The pessary (vaginal insert) can be removed quickly and easily by gentle traction on the retrieval tape. After removal ensure that the entire product, pessary (vaginal insert) and retrieval system, has been removed from the vagina.

It is necessary to remove the pessary (vaginal insert) to terminate drug administration when cervical ripening is judged to be complete or for any of the reasons listed below.

  1. Onset of labour. For the purposes of induction of labour with CERVIDIL®, the onset of labour is defined as the presence of regular painful uterine contractions occurring every 3 minutes irrespective of any cervical change. There are two important points to note:
    1. Once regular, painful contractions have been established with CERVIDIL®, they will not reduce in frequency or intensity as long as CERVIDIL® remains in situ because PGE2 is still being administered, nor will they reduce if CERVIDIL® is removed because the woman is in labour.
    2. Patients, particularly multigravidae, may develop regular painful contractions without any apparent cervical change. Effacement and dilatation of the cervix may not occur until uterine activity is established. Because of this, once regular painful uterine activity is established with CERVIDIL® in-situ, the pessary (vaginal insert) should be removed irrespective of cervical state to avoid the risk of uterine hyperstimulation.
  2. Spontaneous rupture of the membranes or amniotomy.
  3. Any suggestion of uterine hyperstimulation or hypertonic uterine contractions.
  4. Evidence of fetal distress.
  5. Evidence of maternal systemic adverse PGE2 effects such as nausea, vomiting, hypotension or tachycardia.
  6. At least 30 minutes prior to starting an intravenous infusion of oxytocin.
  7. If there has been insufficient cervical ripening in 24 hours.

On removal of the product from the vagina, the pessary (vaginal insert) will have swollen to 2-3 times its original size and be pliable. The whole product should be disposed of as clinical waste.

OVERDOSAGE

CERVIDIL® is used as a single dosage in a single application. Overdosage is usually manifested by uterine hyperstimulation which may be accompanied by fetal distress and is responsive to removal of the pessary (vaginal insert). Other treatment must be symptomatic since, to date, clinical experience with prostaglandin antagonists is insufficient.

The use of beta-adrenergic agents should be considered in the event of undesirable increased uterine activity, if removal does not diminish the undesirable uterine activity.

PRESENTATION

CERVIDIL® is presented in an individual, sealed aluminium/polyethylene laminate sachet containing 1 pessary (vaginal insert).

The hydrogel polymer of CERVIDIL® is prepared with Polyethylene glycol 8000,

Dicyclohexyl methane-4, 4'-diisocyanate and 1,2,6-Hexanetriol.

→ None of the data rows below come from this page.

//! Bazaar admin library.
//!
//! The back-office JSON API: catalog and content management, order
//! fulfillment and user administration. Exposed as a library so the binary
//! and the integration tests build the same router.
//!
//! # Security
//!
//! Every route except sign-in requires a session belonging to a user with
//! the admin role. Sessions use their own cookie and table, separate from
//! the storefront's.

#![cfg_attr(not(test), forbid(unsafe_code))]

pub mod config;
pub mod db;
pub mod error;
pub mod extract;
pub mod middleware;
pub mod models;
pub mod routes;
pub mod services;
pub mod state;

use axum::{Router, extract::State, http::StatusCode, routing::get};
use tower_http::trace::{DefaultOnResponse, OnResponse, TraceLayer};
use tower_sessions_sqlx_store::PostgresStore;
use tracing::Span;

use crate::state::AppState;

/// Build the admin router with its full middleware stack.
pub fn app(state: AppState, session_store: PostgresStore) -> Router {
    let session_layer = middleware::create_session_layer(session_store, state.config());

    Router::new()
        .route("/health", get(health))
        .route("/health/ready", get(readiness))
        .merge(routes::routes())
        .layer(session_layer)
        .layer(axum::middleware::from_fn(
            middleware::security_headers_middleware,
        ))
        .layer(axum::middleware::from_fn(middleware::request_id_middleware))
        .layer(
            TraceLayer::new_for_http()
                .make_span_with(|request: &axum::http::Request<_>| {
                    tracing::info_span!(
                        "http_request",
                        method = %request.method(),
                        uri = %request.uri(),
                        request_id = tracing::field::Empty,
                        status = tracing::field::Empty,
                        latency_ms = tracing::field::Empty,
                    )
                })
                .on_response(
                    |response: &axum::http::Response<_>,
                     latency: std::time::Duration,
                     span: &Span| {
                        span.record("status", response.status().as_u16());
                        span.record(
                            "latency_ms",
                            u64::try_from(latency.as_millis()).unwrap_or(u64::MAX),
                        );
                        DefaultOnResponse::default().on_response(response, latency, span);
                    },
                ),
        )
        .with_state(state)
        // Sentry layers (outermost for full request coverage)
        .layer(sentry_tower::NewSentryLayer::new_from_top())
        .layer(sentry_tower::SentryHttpLayer::new().enable_transaction())
}

/// Liveness health check endpoint.
async fn health() -> &'static str {
    "ok"
}

/// Readiness health check endpoint.
///
/// Returns 503 Service Unavailable if the database is not reachable.
async fn readiness(State(state): State<AppState>) -> StatusCode {
    match sqlx::query("SELECT 1").fetch_one(state.pool()).await {
        Ok(_) => StatusCode::OK,
        Err(_) => StatusCode::SERVICE_UNAVAILABLE,
    }
}
//! Checkout payload validation.
//!
//! Guests and signed-in users submit the same payload; guests must also
//! supply an e-mail, which becomes the login of the account created for them.

use serde::Deserialize;

use bazaar_core::{Email, FieldErrors, PaymentMethod, ShippingAddress};

pub use crate::db::orders::{Buyer, CheckoutError, NewOrder, PlacedOrder};

/// The place-order payload as submitted.
#[derive(Debug, Clone, Default, Deserialize)]
#[serde(rename_all = "camelCase", default)]
pub struct PlaceOrderForm {
    pub shipping_address: ShippingAddress,
    pub payment_method: String,
    /// Required for guests, ignored for signed-in users.
    pub email: Option<String>,
}

/// A payload that passed validation.
#[derive(Debug, Clone)]
pub struct ValidCheckout {
    pub shipping_address: ShippingAddress,
    pub payment_method: PaymentMethod,
    /// Present for guests only.
    pub guest_email: Option<Email>,
}

impl PlaceOrderForm {
    /// Validate the payload for a guest (`is_guest`) or a signed-in user.
    ///
    /// Address failures are reported under `shippingAddress.<field>`.
    ///
    /// # Errors
    ///
    /// Returns every failing field.
    pub fn validate(&self, is_guest: bool) -> Result<ValidCheckout, FieldErrors> {
        let mut errors = FieldErrors::new();

        let shipping_address = self.shipping_address.trimmed();
        if let Err(address_errors) = shipping_address.validate() {
            errors.nest("shippingAddress", address_errors);
        }

        let payment_method = self.payment_method.trim().parse::<PaymentMethod>();
        if payment_method.is_err() {
            errors.add("paymentMethod", "Invalid payment method");
        }

        let guest_email = if is_guest {
            match self.email.as_deref().map(Email::parse) {
                Some(Ok(email)) => Some(email),
                Some(Err(_)) => {
                    errors.add("email", "Invalid email address");
                    None
                }
                None => {
                    errors.add("email", "Email is required");
                    None
                }
            }
        } else {
            None
        };

        errors.into_result()?;

        Ok(ValidCheckout {
            shipping_address,
            payment_method: payment_method.unwrap_or_default(),
            guest_email,
        })
    }
}
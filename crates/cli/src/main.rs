//! Bazaar CLI - database migrations, catalog seeding and admin accounts.
//!
//! # Usage
//!
//! ```bash
//! # Apply migrations and create the session tables
//! bazaar migrate
//!
//! # Load the sample catalog, CMS pages and announcements
//! bazaar seed --file crates/cli/seed/catalog.yaml
//!
//! # Create (or promote) a back-office admin
//! bazaar admin create -e admin@example.com -n "Admin Name" -p 'long-password'
//! ```

#![cfg_attr(not(test), forbid(unsafe_code))]

use clap::{Parser, Subcommand};

mod commands;

#[derive(Parser)]
#[command(name = "bazaar")]
#[command(author, version, about = "Bazaar CLI tools")]
struct Cli {
    #[command(subcommand)]
    command: Commands,
}

#[derive(Subcommand)]
enum Commands {
    /// Apply database migrations and create the session tables
    Migrate,
    /// Upsert categories, products, pages and announcements from YAML
    Seed {
        /// Path to the seed file
        #[arg(short, long, default_value = "crates/cli/seed/catalog.yaml")]
        file: String,
    },
    /// Manage admin users
    Admin {
        #[command(subcommand)]
        action: AdminAction,
    },
}

#[derive(Subcommand)]
enum AdminAction {
    /// Create an admin user, or promote an existing account
    Create {
        /// Admin email address
        #[arg(short, long)]
        email: String,

        /// Admin display name
        #[arg(short, long)]
        name: String,

        /// Admin password (at least 6 characters)
        #[arg(short, long)]
        password: String,
    },
}

#[tokio::main]
async fn main() {
    tracing_subscriber::fmt::init();

    let cli = Cli::parse();

    if let Err(e) = run(cli).await {
        tracing::error!("Command failed: {e}");
        std::process::exit(1);
    }
}

async fn run(cli: Cli) -> Result<(), Box<dyn std::error::Error>> {
    dotenvy::dotenv().ok();

    match cli.command {
        Commands::Migrate => commands::migrate::run().await?,
        Commands::Seed { file } => commands::seed::run(&file).await?,
        Commands::Admin { action } => match action {
            AdminAction::Create {
                email,
                name,
                password,
            } => {
                commands::admin::create_user(&email, &name, &password).await?;
            }
        },
    }
    Ok(())
}
//! Announcements and CMS pages.

use chrono::{DateTime, Utc};
use sqlx::PgPool;
use uuid::Uuid;

use bazaar_core::{Announcement, AnnouncementId, CmsPage, CmsPageId};

use super::RepositoryError;

#[derive(Debug, sqlx::FromRow)]
struct AnnouncementRow {
    id: Uuid,
    text: String,
    is_active: bool,
    created_at: DateTime<Utc>,
}

impl From<AnnouncementRow> for Announcement {
    fn from(row: AnnouncementRow) -> Self {
        Self {
            id: AnnouncementId::new(row.id),
            text: row.text,
            is_active: row.is_active,
            created_at: row.created_at,
        }
    }
}

#[derive(Debug, sqlx::FromRow)]
struct CmsPageRow {
    id: Uuid,
    slug: String,
    title: String,
    content: String,
    updated_at: DateTime<Utc>,
}

impl From<CmsPageRow> for CmsPage {
    fn from(row: CmsPageRow) -> Self {
        Self {
            id: CmsPageId::new(row.id),
            slug: row.slug,
            title: row.title,
            content: row.content,
            updated_at: row.updated_at,
        }
    }
}

/// Read-only access to storefront content.
pub struct ContentRepository<'a> {
    pool: &'a PgPool,
}

impl<'a> ContentRepository<'a> {
    #[must_use]
    pub const fn new(pool: &'a PgPool) -> Self {
        Self { pool }
    }

    /// Active announcements, newest first.
    ///
    /// # Errors
    ///
    /// Returns `RepositoryError::Database` if the query fails.
    pub async fn active_announcements(&self) -> Result<Vec<Announcement>, RepositoryError> {
        let rows = sqlx::query_as::<_, AnnouncementRow>(
            "SELECT id, text, is_active, created_at FROM announcements \
             WHERE is_active ORDER BY created_at DESC",
        )
        .fetch_all(self.pool)
        .await?;

        Ok(rows.into_iter().map(Announcement::from).collect())
    }

    /// A CMS page by slug.
    ///
    /// # Errors
    ///
    /// Returns `RepositoryError::Database` if the query fails.
    pub async fn page_by_slug(&self, slug: &str) -> Result<Option<CmsPage>, RepositoryError> {
        let row = sqlx::query_as::<_, CmsPageRow>(
            "SELECT id, slug, title, content, updated_at FROM cms_pages WHERE slug = $1",
        )
        .bind(slug)
        .fetch_optional(self.pool)
        .await?;

        Ok(row.map(CmsPage::from))
    }
}
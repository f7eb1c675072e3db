//! Request ID propagation.
//!
//! Reuses an upstream `x-request-id` or generates a UUID v4, records it on
//! the request span and echoes it back.

use axum::{extract::Request, http::HeaderValue, middleware::Next, response::Response};
use tracing::Span;
use uuid::Uuid;

pub const REQUEST_ID_HEADER: &str = "x-request-id";

const MAX_REQUEST_ID_LEN: usize = 128;

pub async fn request_id_middleware(request: Request, next: Next) -> Response {
    let request_id = request
        .headers()
        .get(REQUEST_ID_HEADER)
        .and_then(|h| h.to_str().ok())
        .filter(|id| !id.is_empty() && id.len() <= MAX_REQUEST_ID_LEN)
        .map_or_else(|| Uuid::new_v4().to_string(), String::from);

    Span::current().record("request_id", &request_id);
    sentry::configure_scope(|scope| scope.set_tag("request_id", &request_id));

    let mut response = next.run(request).await;
    if let Ok(value) = HeaderValue::from_str(&request_id) {
        response.headers_mut().insert(REQUEST_ID_HEADER, value);
    }
    response
}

The hydrogel polymer pessary is contained in a polyester retrieval system.

STORAGE

Store in a freezer below -18°C. The pessary (vaginal insert) should be inserted immediately after removal from the freezer and its foil package, however, controlled periods of time of up to one month at 2-8°C can be allowed within the shelf life of the product.

Pessaries (vaginal inserts) exposed to high humidity will absorb moisture from the air and thereby alter the release characteristics of dinoprostone. Once used, the pessary(vaginal insert) should be discarded.

MEDICINE CLASSIFICATION

Prescription Medicine

SPONSOR

CSL (New Zealand) Limited
666 Great South Road
Central Park, Auckland
NEW ZEALAND
Telephone: 0-9-579-8105

DATE OF PREPARATION

June 2006

CERVIDIL® is the registered trademark of Controlled Therapeutics (Scotland) Ltd.